Product placement or embedded marketing is a form of advertisement, where branded goods or services are placed in movies, the story line of television shows, or news programs. Though product placement has been a common instance since the 1980s in evolved markets like the US, Indian television viewers started seeing products as part of the programming content much later, probably starting from the early 2000s.

1. Networks usually charge a significant premium above regular advertising rates for product placements in shows. Yash Khanna, president, CMCG India, pointed out that currently there have been a lot of consumer products which are using this space, especially in reality shows. The spots on offer include passive product shots, where there is no interaction with the brand, an active placement, where there is limited interaction or activity around the brand or a hyperactive placement, where there is an aggressive usage of the product in the show. Reality shows like Bigg Boss, Perfect Bride, Indian Idol, Sach Ka Samna, Rakhi Ka Swayamvar and Pati Patni Aur Woh all had their share of placements.

At present, product placements during shows include branded coffee mugs and/or laptops to branding the premises. Marketers have started integrating products with the storylines as well.

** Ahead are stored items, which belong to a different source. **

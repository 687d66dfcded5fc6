//! Template file discovery and destination naming

use crate::error::{Result, ScaffoldError};
use std::collections::HashMap;
use std::path::{Path, PathBuf};
use walkdir::WalkDir;

/// A discovered template file and where its rendered output goes
#[derive(Debug, Clone, PartialEq, Eq)]
pub struct TemplateFile {
    pub source: PathBuf,
    pub destination: PathBuf,
}

impl TemplateFile {
    /// Compute the destination for a template path
    ///
    /// `_name.hbs` keeps the suffix and loses the underscore; anything else
    /// loses the suffix. Returns `None` when the name does not carry the suffix
    /// or nothing would remain after stripping it.
    pub fn from_path(source: PathBuf, suffix: &str) -> Option<Self> {
        let file_name = source.file_name()?.to_str()?;
        let stem = file_name.strip_suffix(suffix)?;

        let dest_name = match file_name.strip_prefix('_') {
            Some(unprefixed) if unprefixed.len() > suffix.len() => unprefixed.to_string(),
            Some(_) => return None,
            None if stem.is_empty() => return None,
            None => stem.to_string(),
        };

        let destination = source.with_file_name(dest_name);
        Some(Self {
            source,
            destination,
        })
    }
}

/// Find every template file under `dir`
///
/// Symlinks are not followed and `exclude` (the descriptor) is skipped.
/// Entries are sorted by file name within each directory so the order is
/// stable across runs.
///
/// Fails before anything is written when a suffixed file has no usable
/// output name (`.hbs`, `_.hbs`, non UTF-8), or when one template's output
/// would land on another template's source or output.
pub fn discover(dir: &Path, suffix: &str, exclude: &Path) -> Result<Vec<TemplateFile>> {
    let mut files = Vec::new();
    for entry in WalkDir::new(dir)
        .follow_links(false)
        .sort_by_file_name()
    {
        let entry = entry.map_err(|e| {
            let path = e.path().unwrap_or(dir).to_path_buf();
            ScaffoldError::render(&path, e.to_string())
        })?;
        if !entry.file_type().is_file() || entry.path() == exclude {
            continue;
        }
        if !entry.file_name().to_string_lossy().ends_with(suffix) {
            continue;
        }
        let path = entry.into_path();
        match TemplateFile::from_path(path.clone(), suffix) {
            Some(file) => files.push(file),
            None => {
                return Err(ScaffoldError::render(
                    &path,
                    "template file name leaves no output name",
                ))
            }
        }
    }
    check_collisions(&files)?;
    Ok(files)
}

fn check_collisions(files: &[TemplateFile]) -> Result<()> {
    let mut claimed: HashMap<&Path, &Path> = HashMap::new();
    for file in files {
        claimed.insert(file.source.as_path(), file.source.as_path());
    }
    for file in files {
        if let Some(other) = claimed.insert(file.destination.as_path(), file.source.as_path()) {
            if other != file.source.as_path() {
                return Err(ScaffoldError::render(
                    &file.source,
                    format!(
                        "output {} collides with template {}",
                        file.destination.display(),
                        other.display()
                    ),
                ));
            }
        }
    }
    Ok(())
}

In the instance of Bigg Boss 3, title sponsor of the show Vodafone placed the logo inside the pool or the store room in the Bigg Boss house, a form of passive integration.

2. UK, which was probably one of the only markets in the world with a ban on television product placements, has also toed the line with its independent communications regulator Ofcom lifting the ban temporarily from March 1.

It is still not a free market as compared to other countries, including India, where there are no specific regulations governing the space.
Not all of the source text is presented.